Under the current economics, it doesn’t make a ton of sense to invest a large sum of capital in constructing a brand new boarding house. And if you do, it would be an upscale boarding house targeting frugal recent college grads, not down-and-outers. There’s nothing wrong with that idea — housing is housing, as I’ve emphasized, and the markets are all connected — but it wouldn’t “bring back” the cheap housing of yore.


What brings back that very cheap housing is that in the context of lots of new high-end development, there’s less demand for the older housing stock. Some of it will get renovated to be shiny and new again. But historically, the very cheap housing came from subdividing old units that nobody really wanted in order to serve an even-more-downscale market.


Now don’t get me wrong! I’m not saying that living in some flophouse is the housing utopia or the future of housing for everyone.
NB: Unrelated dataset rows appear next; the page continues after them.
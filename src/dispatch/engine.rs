use std::sync::Arc;
use std::time::{Duration, Instant};

use tracing::debug;

use super::events::{DispatchEvent, DispatchOutcome, EventSink};
use crate::backend::{CompileError, KernelBackend};
use crate::cache::{
    CacheStats, Kernel, KernelCache, KernelKey, KernelMetadata, Lookup, Resolution,
};
use crate::errors::DispatchError;
use crate::registry::{FunctionDef, FunctionId, FunctionRegistry, SpecializationMode};
use crate::signature::{classify, Signature};
use crate::value::Value;

/// What a caller does when another caller holds the compile reservation.
#[derive(Debug, Clone, Copy, PartialEq, Eq, Default)]
pub enum WaitPolicy {
    /// Block until the in-flight compilation resolves.
    #[default]
    Block,
    /// Execute the unspecialized body while compilation completes.
    Fallback,
}

#[derive(Debug, Clone, Copy, Default)]
pub struct DispatchConfig {
    pub wait_policy: WaitPolicy,
    /// Bounds how long a blocked caller defers before falling back to
    /// direct execution. Never cancels the in-flight compilation.
    pub wait_timeout: Option<Duration>,
}

enum Action {
    Execute(Arc<Kernel>, DispatchOutcome),
    Direct,
}

/// The entry point consulted on every call.
///
/// Classifies the call signature, consults the kernel cache, compiles on
/// miss, executes, and falls back to direct execution when compilation is
/// disallowed or failed. Compilation is purely a performance transform: a
/// call served by fallback returns the same result as one served by a
/// kernel.
pub struct Dispatcher {
    registry: Arc<FunctionRegistry>,
    backend: Arc<dyn KernelBackend>,
    cache: KernelCache,
    config: DispatchConfig,
    sink: Option<Arc<dyn EventSink>>,
}

impl Dispatcher {
    pub fn new(registry: Arc<FunctionRegistry>, backend: Arc<dyn KernelBackend>) -> Self {
        Self::with_config(registry, backend, DispatchConfig::default())
    }

    pub fn with_config(
        registry: Arc<FunctionRegistry>,
        backend: Arc<dyn KernelBackend>,
        config: DispatchConfig,
    ) -> Self {
        Self {
            registry,
            backend,
            cache: KernelCache::new(),
            config,
            sink: None,
        }
    }

    pub fn with_event_sink(mut self, sink: Arc<dyn EventSink>) -> Self {
        self.sink = Some(sink);
        self
    }

    pub fn registry(&self) -> &Arc<FunctionRegistry> {
        &self.registry
    }

    pub fn cache_stats(&self) -> CacheStats {
        self.cache.stats()
    }

    /// Invoke a registered function with the given arguments.
    ///
    /// Arguments are owned by the caller; positions declared mutable may be
    /// written in place. Errors raised by the function body propagate
    /// unchanged.
    pub fn invoke(
        &self,
        function: FunctionId,
        args: &mut [Value],
    ) -> Result<Value, DispatchError> {
        let def = self
            .registry
            .get(function)
            .ok_or(DispatchError::UnknownFunction(function))?;
        let signature = classify(&def, args)?;
        let key = KernelKey::new(function, signature.clone());

        let mut compile_time = None;
        let plan = self.plan(&def, &key, &mut compile_time);

        let (result, outcome, execute_time) = match plan {
            Ok(Action::Execute(kernel, outcome)) => {
                let started = Instant::now();
                let result = kernel.execute(args).map_err(DispatchError::Execution);
                let execute_time = started.elapsed();
                let outcome = if result.is_err() {
                    DispatchOutcome::Error
                } else {
                    outcome
                };
                (result, outcome, execute_time)
            }
            Ok(Action::Direct) => {
                let started = Instant::now();
                let result = def.call_direct(args).map_err(DispatchError::Execution);
                let execute_time = started.elapsed();
                let outcome = if result.is_err() {
                    DispatchOutcome::Error
                } else {
                    DispatchOutcome::Fallback
                };
                (result, outcome, execute_time)
            }
            Err(error) => (Err(error), DispatchOutcome::Error, Duration::ZERO),
        };

        self.emit(&def, &signature, outcome, compile_time, execute_time);
        result
    }

    fn plan(
        &self,
        def: &FunctionDef,
        key: &KernelKey,
        compile_time: &mut Option<Duration>,
    ) -> Result<Action, DispatchError> {
        match self.cache.lookup_or_reserve(key) {
            Lookup::Hit(kernel) => Ok(Action::Execute(kernel, DispatchOutcome::Hit)),
            Lookup::Uncompilable(error) => self.rejected(def, error),
            Lookup::Reserved(reservation) => {
                let started = Instant::now();
                let compiled = if key.signature.has_opaque() && !self.backend.supports_opaque() {
                    Err(CompileError::UnsupportedSignature {
                        signature: key.signature.clone(),
                        reason: format!(
                            "backend `{}` does not support opaque arguments",
                            self.backend.name()
                        ),
                    })
                } else {
                    self.backend.compile(def, &key.signature)
                };
                match compiled {
                    Ok(enter) => {
                        let elapsed = started.elapsed();
                        *compile_time = Some(elapsed);
                        debug!(
                            function = %def.name(),
                            signature = %key.signature,
                            backend = %self.backend.name(),
                            compile_us = elapsed.as_micros() as u64,
                            "kernel compiled"
                        );
                        let kernel = Arc::new(Kernel::new(
                            key.clone(),
                            enter,
                            KernelMetadata::new(elapsed),
                        ));
                        Ok(Action::Execute(
                            reservation.publish(kernel),
                            DispatchOutcome::Compiled,
                        ))
                    }
                    Err(error) => {
                        reservation.fail(error.clone());
                        self.rejected(def, error)
                    }
                }
            }
            Lookup::InFlight => match self.config.wait_policy {
                WaitPolicy::Fallback => Ok(Action::Direct),
                WaitPolicy::Block => match self.cache.wait(key, self.config.wait_timeout) {
                    Some(Resolution::Ready(kernel)) => {
                        Ok(Action::Execute(kernel, DispatchOutcome::Hit))
                    }
                    Some(Resolution::Failed(error)) => self.rejected(def, error),
                    None => Ok(Action::Direct),
                },
            },
        }
    }

    /// Route a compilation failure per the function's registration mode.
    fn rejected(&self, def: &FunctionDef, error: CompileError) -> Result<Action, DispatchError> {
        match def.mode() {
            SpecializationMode::Permissive => Ok(Action::Direct),
            SpecializationMode::Strict => Err(DispatchError::Uncompilable {
                function: def.name().to_string(),
                source: error,
            }),
        }
    }

    fn emit(
        &self,
        def: &FunctionDef,
        signature: &Signature,
        outcome: DispatchOutcome,
        compile_time: Option<Duration>,
        execute_time: Duration,
    ) {
        debug!(
            function = %def.name(),
            signature = %signature,
            outcome = ?outcome,
            execute_us = execute_time.as_micros() as u64,
            "dispatch"
        );
        if let Some(sink) = &self.sink {
            sink.record(&DispatchEvent {
                function: def.id(),
                function_name: def.name().to_string(),
                signature: signature.clone(),
                outcome,
                compile_time,
                execute_time,
            });
        }
    }
}
//! Signature-specializing kernel cache and dispatcher.
//!
//! A registered numeric function is specialized on first call for the
//! concrete shape of its arguments and served from the kernel cache on every
//! later call with the same call shape. Compilation is delegated to a
//! pluggable [`backend::KernelBackend`]; when it is unavailable or fails,
//! calls fall back to the unspecialized body with identical results.

pub mod backend;
pub mod cache;
pub mod dispatch;
pub mod errors;
pub mod registry;
pub mod signature;
pub mod value;

pub use backend::{CompileError, DirectBackend, KernelBackend, KernelFn};
pub use cache::{CacheStats, Kernel, KernelCache, KernelKey, KernelMetadata};
pub use dispatch::{
    DispatchConfig, DispatchEvent, DispatchOutcome, Dispatcher, EventSink, MemorySink, WaitPolicy,
};
pub use errors::DispatchError;
pub use registry::{BodyFn, FunctionDef, FunctionId, FunctionRegistry, ParamSpec, SpecializationMode};
pub use signature::{classify, ArgDescriptor, ClassifyError, ElementKind, Signature};
pub use value::{ArrayBuf, Value};
use std::sync::Arc;

use super::{CompileError, KernelBackend, KernelFn};
use crate::registry::FunctionDef;
use crate::signature::Signature;

/// Reference backend whose kernels wrap the unspecialized body.
///
/// Produces no speedup; it exists so the dispatch and caching machinery can
/// run without a code generator attached.
#[derive(Debug, Default)]
pub struct DirectBackend;

impl DirectBackend {
    pub fn new() -> Self {
        Self
    }
}

impl KernelBackend for DirectBackend {
    fn name(&self) -> &str {
        "direct"
    }

    fn compile(&self, def: &FunctionDef, signature: &Signature) -> Result<KernelFn, CompileError> {
        if signature.has_opaque() {
            return Err(CompileError::UnsupportedSignature {
                signature: signature.clone(),
                reason: "opaque arguments cannot be specialized".into(),
            });
        }
        let body = Arc::clone(def.body());
        Ok(Box::new(move |args| body(args)))
    }
}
The main reason we no longer have lots of people living two-to-a-room in units with no bathroom is that we’re not living through the Great Depression and World War II anymore. Large, modern American houses are great. And we should try to have full employment and a generous welfare state and all the other good things that make it possible for people to enjoy high living standards. But in the United States today, even as most people have housing that is much better than Klaathu’s boarding house, some people are too poor for their housing and our current program is to offer them something much worse instead.


1

Historically we see two main things lead to community population decline in America. One is technology shocks, as when the automobile made it suddenly much less valuable to live within walking distance from a train station or a commercial strip. The other is economic decline, as jobs become less available in a particular place.


2

San Francisco does retain a non-trivial number of Single Room Occupancy (SRO) dwellings, and I’m sure there are a few scattered hither and yon in the rest of the country.